### WHAT THE TASK ASKS
Filter the entries for the word "every". Copy each line that has it.

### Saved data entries
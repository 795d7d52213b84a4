//! Property-based tests for response interpretation using proptest.

use proptest::prelude::*;

use agentmark_core::{KNOWN_FUNCTIONS, Language, extract_functions, extract_result};
use agentmark_core::nearest_rank_percentile;

proptest! {
    // Extraction never panics and only ever reports known names, once
    // each, regardless of the response text.
    #[test]
    fn extract_functions_yields_known_names_without_duplicates(response in ".{0,200}") {
        let functions = extract_functions(&response);
        let mut seen = std::collections::HashSet::new();
        for name in &functions {
            prop_assert!(KNOWN_FUNCTIONS.contains(&name.as_str()), "unknown name {name}");
            prop_assert!(seen.insert(name.clone()), "duplicate name {name}");
        }
    }

    #[test]
    fn extract_result_never_panics(response in ".{0,200}") {
        let _ = extract_result(&response);
    }

    // Embedding a vocabulary name verbatim guarantees it is reported.
    #[test]
    fn embedded_vocabulary_name_is_always_found(
        index in 0..KNOWN_FUNCTIONS.len(),
        prefix in "[a-zA-Z ]{0,20}",
        suffix in "[a-zA-Z ]{0,20}",
    ) {
        let name = KNOWN_FUNCTIONS[index];
        let response = format!("{prefix} {name} {suffix}");
        prop_assert!(extract_functions(&response).iter().any(|f| f == name));
    }

    // A lone unsigned integer in otherwise unparseable text is still
    // recovered by the last-resort stage.
    #[test]
    fn bare_integer_is_recovered(n in 0i64..1_000_000) {
        let result = extract_result(&format!("よくわからないが {n} かもしれない"));
        let value = result.expect("integer present");
        prop_assert!((value.as_f64().unwrap() - n as f64).abs() < 1e-9);
    }

    #[test]
    fn ascii_text_is_never_japanese(text in "[ -~]{0,100}") {
        prop_assert_ne!(Language::detect(&text), Language::Japanese);
    }

    // Percentiles of a nonempty sample always fall inside its range.
    #[test]
    fn percentile_stays_within_sample_range(
        mut data in proptest::collection::vec(0.0f64..1000.0, 1..200),
        percentile in 0.0f64..100.0,
    ) {
        let value = nearest_rank_percentile(&data, percentile);
        data.sort_by(|a, b| a.partial_cmp(b).unwrap());
        prop_assert!(value >= data[0] && value <= data[data.len() - 1]);
    }
}
//! Per-test results and session aggregation.
//!
//! A session maintains its counters incrementally as results are appended
//! so a streaming front-end can display totals without rescanning; the
//! invariant `total == passed + failed == results.len()` holds after every
//! append.

use chrono::{DateTime, Utc};
use serde::{Deserialize, Serialize};
use std::collections::BTreeMap;

use crate::evaluator::CheckRecord;
use crate::types::{ExpectedValue, Language, Observation};

/// Outcome of one executed test case. Immutable after creation.
#[derive(Debug, Clone, Serialize, Deserialize)]
pub struct TestResult {
    pub id: String,
    pub category: String,
    pub success: bool,
    /// Wall-clock duration of the agent call, in seconds.
    pub execution_secs: f64,
    pub prompt: String,
    pub language: Language,
    /// Evidence extracted from the agent response.
    pub observation: Observation,
    /// Empty string means no error.
    pub error_message: String,
    /// Echo of the declared expectations, for audit.
    #[serde(default)]
    pub expected_functions: Vec<String>,
    #[serde(default, skip_serializing_if = "Option::is_none")]
    pub expected_result: Option<ExpectedValue>,
    /// Diagnostic trail from the evaluator.
    #[serde(default)]
    pub trail: Vec<CheckRecord>,
}

/// Pass/fail tallies for one category.
#[derive(Debug, Clone, Copy, Default, Serialize, Deserialize)]
pub struct CategoryTally {
    pub total: usize,
    pub passed: usize,
}

/// Aggregate of a sequential suite run.
#[derive(Debug, Clone, Serialize, Deserialize)]
pub struct TestSession {
    pub started_at: DateTime<Utc>,
    /// Set exactly once by `finish`.
    pub finished_at: Option<DateTime<Utc>>,
    pub total_tests: usize,
    pub passed_tests: usize,
    pub failed_tests: usize,
    pub server_available: bool,
    pub agent_initialized: bool,
    pub results: Vec<TestResult>,
}

impl TestSession {
    pub fn new() -> Self {
        Self {
            started_at: Utc::now(),
            finished_at: None,
            total_tests: 0,
            passed_tests: 0,
            failed_tests: 0,
            server_available: false,
            agent_initialized: false,
            results: Vec::new(),
        }
    }

    /// Append one result, updating the running counters.
    pub fn add_result(&mut self, result: TestResult) {
        if result.success {
            self.passed_tests += 1;
        } else {
            self.failed_tests += 1;
        }
        self.total_tests += 1;
        self.results.push(result);
        debug_assert_eq!(self.total_tests, self.passed_tests + self.failed_tests);
        debug_assert_eq!(self.total_tests, self.results.len());
    }

    /// Mark the session finished. The end timestamp is set only once.
    pub fn finish(&mut self) {
        if self.finished_at.is_none() {
            self.finished_at = Some(Utc::now());
        }
    }

    /// Session duration in seconds; for an unfinished session, time since
    /// start.
    pub fn duration_secs(&self) -> f64 {
        let end = self.finished_at.unwrap_or_else(Utc::now);
        (end - self.started_at)
            .to_std()
            .map(|d| d.as_secs_f64())
            .unwrap_or(0.0)
    }

    /// Success rate as a percentage; 0 for an empty session.
    pub fn success_rate(&self) -> f64 {
        if self.total_tests == 0 {
            return 0.0;
        }
        self.passed_tests as f64 / self.total_tests as f64 * 100.0
    }

    /// Pass/total tallies per category, in category order.
    pub fn category_breakdown(&self) -> BTreeMap<String, CategoryTally> {
        let mut breakdown: BTreeMap<String, CategoryTally> = BTreeMap::new();
        for result in &self.results {
            let tally = breakdown.entry(result.category.clone()).or_default();
            tally.total += 1;
            if result.success {
                tally.passed += 1;
            }
        }
        breakdown
    }

    /// Failed results, for triage displays.
    pub fn failures(&self) -> impl Iterator<Item = &TestResult> {
        self.results.iter().filter(|r| !r.success)
    }
}

impl Default for TestSession {
    fn default() -> Self {
        Self::new()
    }
}
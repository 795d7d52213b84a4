//! Background resource sampler.
//!
//! A dedicated thread measures the current process's resident memory and
//! CPU usage on a fixed cadence and feeds the shared metrics accumulator,
//! decoupled from request execution. Stop is a channel-based cancellation
//! followed by a join, so no sample is recorded after `stop` returns; the
//! `Drop` impl is the backstop for workloads that error out mid-scenario.

use std::sync::Arc;
use std::sync::mpsc::{self, RecvTimeoutError, Sender};
use std::thread::JoinHandle;
use std::time::Duration;
use sysinfo::{ProcessRefreshKind, ProcessesToUpdate, RefreshKind, System};
use tracing::{debug, warn};

use crate::metrics::PerformanceMetrics;

pub struct SystemMonitor {
    stop_tx: Option<Sender<()>>,
    handle: Option<JoinHandle<()>>,
}

impl SystemMonitor {
    /// Spawn the sampling thread. Samples land in `metrics` every
    /// `interval` until `stop` is called.
    pub fn start(metrics: Arc<PerformanceMetrics>, interval: Duration) -> Self {
        let (stop_tx, stop_rx) = mpsc::channel::<()>();

        let handle = std::thread::Builder::new()
            .name("agentmark-monitor".into())
            .spawn(move || {
                let Ok(pid) = sysinfo::get_current_pid() else {
                    warn!("cannot resolve current pid, resource sampling disabled");
                    return;
                };
                let refresh = ProcessRefreshKind::nothing().with_memory().with_cpu();
                let mut system =
                    System::new_with_specifics(RefreshKind::nothing().with_processes(refresh));

                loop {
                    // The stop channel doubles as the sampling cadence.
                    match stop_rx.recv_timeout(interval) {
                        Ok(()) | Err(RecvTimeoutError::Disconnected) => break,
                        Err(RecvTimeoutError::Timeout) => {}
                    }

                    system.refresh_processes_specifics(
                        ProcessesToUpdate::Some(&[pid]),
                        true,
                        refresh,
                    );
                    if let Some(process) = system.process(pid) {
                        let memory_mb = process.memory() as f64 / (1024.0 * 1024.0);
                        let cpu_percent = process.cpu_usage() as f64;
                        metrics.record_system_sample(memory_mb, cpu_percent);
                    }
                }
                debug!("resource sampler exited");
            })
            .expect("spawn monitor thread");

        Self {
            stop_tx: Some(stop_tx),
            handle: Some(handle),
        }
    }

    /// Signal the sampler to stop and wait for it to exit. Idempotent.
    pub fn stop(&mut self) {
        if let Some(tx) = self.stop_tx.take() {
            // A send error means the thread already exited.
            let _ = tx.send(());
        }
        if let Some(handle) = self.handle.take() {
            if handle.join().is_err() {
                warn!("resource sampler thread panicked");
            }
        }
    }
}

impl Drop for SystemMonitor {
    fn drop(&mut self) {
        self.stop();
    }
}

#[cfg(test)]
mod tests {
    use super::*;
    use std::thread;

    #[test]
    fn test_monitor_records_samples_then_stops() {
        let metrics = Arc::new(PerformanceMetrics::new());
        let mut monitor = SystemMonitor::start(Arc::clone(&metrics), Duration::from_millis(10));
        thread::sleep(Duration::from_millis(120));
        monitor.stop();

        let after_stop = metrics.sample_count();
        assert!(after_stop > 0, "expected at least one resource sample");

        // No sample may land once stop has returned.
        thread::sleep(Duration::from_millis(50));
        assert_eq!(metrics.sample_count(), after_stop);
    }

    #[test]
    fn test_stop_is_idempotent() {
        let metrics = Arc::new(PerformanceMetrics::new());
        let mut monitor = SystemMonitor::start(metrics, Duration::from_millis(10));
        monitor.stop();
        monitor.stop();
    }

    #[test]
    fn test_drop_stops_monitor() {
        let metrics = Arc::new(PerformanceMetrics::new());
        {
            let _monitor = SystemMonitor::start(Arc::clone(&metrics), Duration::from_millis(10));
            thread::sleep(Duration::from_millis(30));
        }
        let after_drop = metrics.sample_count();
        thread::sleep(Duration::from_millis(40));
        assert_eq!(metrics.sample_count(), after_drop);
    }
}
//! Error types for the Agentmark harness core.
//!
//! Uses `thiserror` for public API error types with structured variants
//! covering agent invocation, tool-server probing, configuration, and
//! report persistence domains.

use std::path::PathBuf;

/// Top-level error type for the Agentmark core library.
#[derive(Debug, thiserror::Error)]
pub enum HarnessError {
    #[error("Agent error: {0}")]
    Agent(#[from] AgentError),

    #[error("Configuration error: {0}")]
    Config(#[from] ConfigError),

    #[error("Benchmark error: {0}")]
    Benchmark(#[from] BenchmarkError),

    #[error("IO error: {0}")]
    Io(#[from] std::io::Error),

    #[error("Serialization error: {0}")]
    Serialization(#[from] serde_json::Error),
}

/// Errors from agent construction and invocation.
#[derive(Debug, thiserror::Error)]
pub enum AgentError {
    #[error("Agent connection failed: {message}")]
    Connection { message: String },

    #[error("Agent invocation failed: {message}")]
    Invocation { message: String },

    #[error("Agent response parse error: {message}")]
    ResponseParse { message: String },

    #[error("Agent not initialized")]
    NotInitialized,
}

/// Errors from the configuration system.
#[derive(Debug, thiserror::Error)]
pub enum ConfigError {
    #[error("Configuration file not found: {}", path.display())]
    FileNotFound { path: PathBuf },

    #[error("Configuration parse error: {message}")]
    ParseError { message: String },
}

/// Errors from benchmark orchestration.
#[derive(Debug, thiserror::Error)]
pub enum BenchmarkError {
    #[error("Pre-flight check failed: {reason}")]
    PreflightFailed { reason: String },

    #[error("Scenario '{label}' already recorded in this session")]
    DuplicateScenario { label: String },

    #[error("Empty test-case selection for scenario '{label}'")]
    EmptySelection { label: String },

    #[error("Worker thread panicked: {message}")]
    WorkerPanicked { message: String },
}

/// A type alias for results using the top-level `HarnessError`.
pub type Result<T> = std::result::Result<T, HarnessError>;
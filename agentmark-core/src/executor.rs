//! Test execution engine.
//!
//! The executor owns one agent handle for its lifetime and is the failure
//! boundary for a single test: any fault from the agent call is folded
//! into a failed `TestResult`, never propagated to the suite runner.

use std::panic::{AssertUnwindSafe, catch_unwind};
use std::sync::Arc;
use std::thread;
use std::time::Instant;
use tracing::{debug, info, warn};

use crate::agent::{Agent, AgentConnector, response_text};
use crate::config::HarnessConfig;
use crate::error::AgentError;
use crate::evaluator::evaluate;
use crate::interpreter::{extract_functions, extract_result};
use crate::session::{TestResult, TestSession};
use crate::types::{Language, Observation, TestCase};

pub struct TestExecutor {
    config: HarnessConfig,
    connector: Arc<dyn AgentConnector>,
    http: reqwest::blocking::Client,
    agent: Option<Box<dyn Agent>>,
}

impl TestExecutor {
    pub fn new(config: HarnessConfig, connector: Arc<dyn AgentConnector>) -> Self {
        let http = reqwest::blocking::Client::builder()
            .timeout(config.server.health_timeout())
            .build()
            .unwrap_or_default();
        Self {
            config,
            connector,
            http,
            agent: None,
        }
    }

    pub fn config(&self) -> &HarnessConfig {
        &self.config
    }

    /// Probe the tool server. Status 200 means available; any transport
    /// error or other status means unavailable. Never propagates.
    pub fn check_server_availability(&self) -> bool {
        let url = self.config.server.health_url();
        match self.http.get(&url).send() {
            Ok(response) => {
                let available = response.status().as_u16() == 200;
                if !available {
                    warn!(%url, status = %response.status(), "tool server probe returned non-200");
                }
                available
            }
            Err(e) => {
                warn!(%url, error = %e, "tool server probe failed");
                false
            }
        }
    }

    /// Construct and hold one agent handle. On failure the executor stays
    /// unusable until retried.
    pub fn initialize_agent(&mut self) -> bool {
        match self.connector.connect() {
            Ok(agent) => {
                self.agent = Some(agent);
                true
            }
            Err(e) => {
                warn!(error = %e, "agent initialization failed");
                self.agent = None;
                false
            }
        }
    }

    /// Execute one test case end-to-end: invoke, extract, evaluate.
    ///
    /// Only the agent call is timed. An agent fault becomes a failed
    /// result carrying the fault's message, still fed through the
    /// evaluator so expected-error cases can match the signature.
    pub fn execute_test(&mut self, case: &TestCase) -> TestResult {
        let language = Language::detect(&case.prompt);
        debug!(id = %case.id, ?language, "executing test");

        let (observation, error_message, elapsed) = match self.agent.as_mut() {
            None => (
                Observation::default(),
                AgentError::NotInitialized.to_string(),
                0.0,
            ),
            Some(agent) => {
                let started = Instant::now();
                let outcome = agent.invoke(&case.prompt);
                let elapsed = started.elapsed().as_secs_f64();
                match outcome {
                    Ok(value) => {
                        let response = response_text(&value);
                        let observation = Observation {
                            functions: extract_functions(&response),
                            result: extract_result(&response),
                            response,
                        };
                        (observation, String::new(), elapsed)
                    }
                    Err(e) => (Observation::default(), e.to_string(), elapsed),
                }
            }
        };

        let verdict = evaluate(case, &observation, &error_message);
        // An agent fault always fails the test unless the case declared
        // an expected error signature; the evaluator judges that path.
        let success = verdict.passed && (error_message.is_empty() || case.expected_error.is_some());
        debug!(id = %case.id, success, "test evaluated");

        TestResult {
            id: case.id.clone(),
            category: case.category.clone(),
            success,
            execution_secs: elapsed,
            prompt: case.prompt.clone(),
            language,
            observation,
            error_message,
            expected_functions: case.expected_functions.clone(),
            expected_result: case.expected_result.clone(),
            trail: verdict.trail,
        }
    }

    /// Run a suite sequentially.
    ///
    /// Both pre-flight gates run first; if either fails the returned
    /// session is empty and unfinished, and no agent call was attempted.
    /// A per-test panic is folded into a synthetic failed result so one
    /// bad case never aborts the suite.
    pub fn run_test_suite(&mut self, cases: &[TestCase], max_tests: Option<usize>) -> TestSession {
        let mut session = TestSession::new();
        let limit = max_tests.unwrap_or(cases.len()).min(cases.len());
        info!(total = limit, "starting test suite");

        session.server_available = self.check_server_availability();
        if !session.server_available {
            warn!("tool server unavailable, aborting suite before execution");
            return session;
        }

        session.agent_initialized = self.initialize_agent();
        if !session.agent_initialized {
            warn!("agent initialization failed, aborting suite before execution");
            return session;
        }

        for case in cases.iter().take(limit) {
            let outcome = catch_unwind(AssertUnwindSafe(|| self.execute_test(case)));
            let result = match outcome {
                Ok(result) => result,
                Err(panic) => {
                    let message = panic_message(panic);
                    warn!(id = %case.id, %message, "test crashed, recording synthetic failure");
                    synthetic_failure(case, message)
                }
            };

            if result.success {
                info!(id = %case.id, secs = result.execution_secs, "test passed");
            } else {
                info!(id = %case.id, secs = result.execution_secs, error = %result.error_message, "test failed");
            }
            session.add_result(result);

            thread::sleep(self.config.suite.inter_test_pause());
        }

        session.finish();
        info!(
            total = session.total_tests,
            passed = session.passed_tests,
            failed = session.failed_tests,
            rate = session.success_rate(),
            "test suite complete"
        );
        session
    }
}

fn panic_message(panic: Box<dyn std::any::Any + Send>) -> String {
    if let Some(s) = panic.downcast_ref::<&str>() {
        format!("Test crashed: {s}")
    } else if let Some(s) = panic.downcast_ref::<String>() {
        format!("Test crashed: {s}")
    } else {
        "Test crashed".to_string()
    }
}

fn synthetic_failure(case: &TestCase, message: String) -> TestResult {
    TestResult {
        id: case.id.clone(),
        category: case.category.clone(),
        success: false,
        execution_secs: 0.0,
        prompt: case.prompt.clone(),
        language: Language::detect(&case.prompt),
        observation: Observation::default(),
        error_message: message,
        expected_functions: case.expected_functions.clone(),
        expected_result: case.expected_result.clone(),
        trail: Vec::new(),
    }
}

### RESPONSE TO THIS EXERCISE
//! invariant `total == passed + failed == results.len()` holds after every
    /// Spawn the sampling thread. Samples land in `metrics` every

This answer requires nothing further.